Recently, an eight-year-old  girl died in Yemen. Normally, this story would not blanket news channels like CNN, CBC and CTV because of the frequency that it happens across the world. What if I told you that the same girl died on her wedding night from internal bleeding after her marriage to a man of 40?

What’s the big deal though, right? Young moms are all the rage now; they have become a source of entertainment for our generation to look up to. It seems like the younger the mom, the more publicity they receive. Music television has certainly made this kind of culture glamorous.

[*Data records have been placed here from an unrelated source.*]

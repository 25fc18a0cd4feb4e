use std::time::Duration;

use impact_api::ClientError;
use strum::Display;
use thiserror::Error;

/// The kind of asynchronous job that failed server side.
#[derive(Clone, Copy, Debug, PartialEq, Eq, Display)]
pub enum FailureKind {
    #[strum(to_string = "FMU import")]
    FmuImport,
    #[strum(to_string = "Project import")]
    ProjectImport,
    #[strum(to_string = "Content import")]
    ContentImport,
    #[strum(to_string = "External result upload")]
    ExternalResultImport,
    #[strum(to_string = "Result import")]
    CaseResultImport,
    #[strum(to_string = "CustomArtifact import")]
    CustomArtifactImport,
    #[strum(to_string = "Workspace import")]
    WorkspaceImport,
    #[strum(to_string = "Workspace export")]
    WorkspaceExport,
    #[strum(to_string = "Workspace conversion")]
    WorkspaceConversion,
    #[strum(to_string = "Orphan cleanup")]
    OrphanCleanup,
}

#[derive(Error, Debug)]
pub enum OperationError {
    #[error(
        "Time exceeded the set timeout - {}s! Present status of operation is {status}!",
        .timeout.as_secs_f64()
    )]
    Timeout { timeout: Duration, status: String },
    #[error(
        "The operation '{name}' has the status '{status}', it will never get the status '{requested}'!"
    )]
    UnreachableStatus {
        name: String,
        status: String,
        requested: String,
    },
    #[error("{0}")]
    NotSupported(String),
    #[error("{kind} failed! Cause: {message}")]
    Failed { kind: FailureKind, message: String },
    #[error("No custom artifact found with ID: {0}.")]
    NoSuchCustomArtifact(String),
    #[error("Unknown operation status '{value}'")]
    UnknownStatus { value: String },
    #[error("Malformed response: {0}")]
    MalformedResponse(String),
    #[error(transparent)]
    Client(#[from] ClientError),
    #[error(transparent)]
    Io(#[from] std::io::Error),
}

impl OperationError {
    pub(crate) fn cancel_not_supported() -> Self {
        OperationError::NotSupported("Cancel is not supported for this operation".to_string())
    }

    /// True for a wait that gave up, including a wait for a status that can
    /// never be reached.
    pub fn is_timeout(&self) -> bool {
        matches!(
            self,
            OperationError::Timeout { .. } | OperationError::UnreachableStatus { .. }
        )
    }

    pub fn is_not_supported(&self) -> bool {
        matches!(self, OperationError::NotSupported(_))
    }

    /// Kind of the failed server side job, if this is a job failure.
    pub fn failure_kind(&self) -> Option<FailureKind> {
        match self {
            OperationError::Failed { kind, .. } => Some(*kind),
            _ => None,
        }
    }
}

#[derive(Error, Debug)]
pub enum ImpactClientError {
    #[error("Invalid endpoint '{0}'")]
    InvalidEndpoint(String),
    #[error("Invalid credentials: {0}")]
    InvalidCredentials(String),
    #[error("Failed to reach server: {0}")]
    ServerConnectionError(String),
    #[error(transparent)]
    Client(#[from] ClientError),
    #[error(transparent)]
    Operation(#[from] OperationError),
}

#[cfg(test)]
mod tests {
    use super::*;

    #[test]
    fn timeout_message() {
        let err = OperationError::Timeout {
            timeout: Duration::from_millis(1500),
            status: "RUNNING".to_string(),
        };

        assert_eq!(
            err.to_string(),
            "Time exceeded the set timeout - 1.5s! Present status of operation is RUNNING!"
        );
        assert!(err.is_timeout());
    }

    #[test]
    fn failure_message() {
        let err = OperationError::Failed {
            kind: FailureKind::FmuImport,
            message: "bad fmu".to_string(),
        };

        assert_eq!(err.to_string(), "FMU import failed! Cause: bad fmu");
        assert_eq!(err.failure_kind(), Some(FailureKind::FmuImport));
        assert!(!err.is_timeout());
    }

    #[test]
    fn unreachable_status_is_timeout() {
        let err = OperationError::UnreachableStatus {
            name: "Looking for cached FMU".to_string(),
            status: "DONE".to_string(),
            requested: "CANCELLED".to_string(),
        };

        assert!(err.is_timeout());
        assert!(err.to_string().contains("will never get the status 'CANCELLED'"));
    }
}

And yet, media was outraged by the story in Yemen. Twitter, Facebook and CNN exploded with people who were disgusted and an outcry was set forth to end the practice of marrying children to adults all over the world. Some media followers claimed that Yemen is a sick culture that allows children to marry at the age of eight; others begged the question of why to cause a commotion if it is a part of a culture that has survived for 100s of years.

Pause for a second.

It is unbelievably troubling that it took the death of this innocent eight-year-old girl to bring forth the outrage against child marriage. Children have been passed off for brides to enhance a family’s situation for centuries. It seems that only when something bad happens, society takes note.

I agree, it is outlandish that a child of eight is married to a man five times her age but I wonder how many other girls were married at a young age. How many other young girls suffered from abuse and a lack of education? To die on one’s wedding night from internal bleeding is a death to which no one should ever succumb.

It seems to be a habit of society and the media to only care when something bad happens in extreme forms. This little girl gained no attention by being married off to a 40-year-old but did create headlines when she died.

Now, we as a society and media-based culture look to Yemen to account for the actions of those involved. The terrible reality of this situation is that this impoverished nation needs to sacrifice everything, including their children, to survive.

It’s not right and it’s not okay but it’s the simple truth. Focusing on this poor child’s death is only worthwhile if the problem at hand is dealt with and prevented. Her death won’t be for naught if changes are made to prevent future deaths like this one.

Our culture is so focused on publicizing our teen moms, making them into entertaining shows, that we don’t focus on the girls who do not have a choice.  It’s ironic that we don’t hold our teen moms accountable for their actions but we will hold a whole culture responsible for trying to survive. Something is wrong here.

The simple truth is that child marriage is far from right. All girls deserve a choice in their lives,  whether it has to do with what education they choose or with whom they choose to spend their lives. Girls need to be given these choices.

Western culture has not helped create an environment or awareness that assists girls who are less fortunate to thrive or to gain rights as women. Instead, we produce shows and images of women that if anything encourages the opposite.

Indeed, the ultimate downfall of our society is that we have not extended our knowledge and power to those who need it. Instead, our culture has clearly taken advantage of our position in the world, and neglects those who often need us most.

Hopefully Yemen has learned something from this terrible event and will make efforts to change their political and cultural systems to prevent the future deaths of young girls.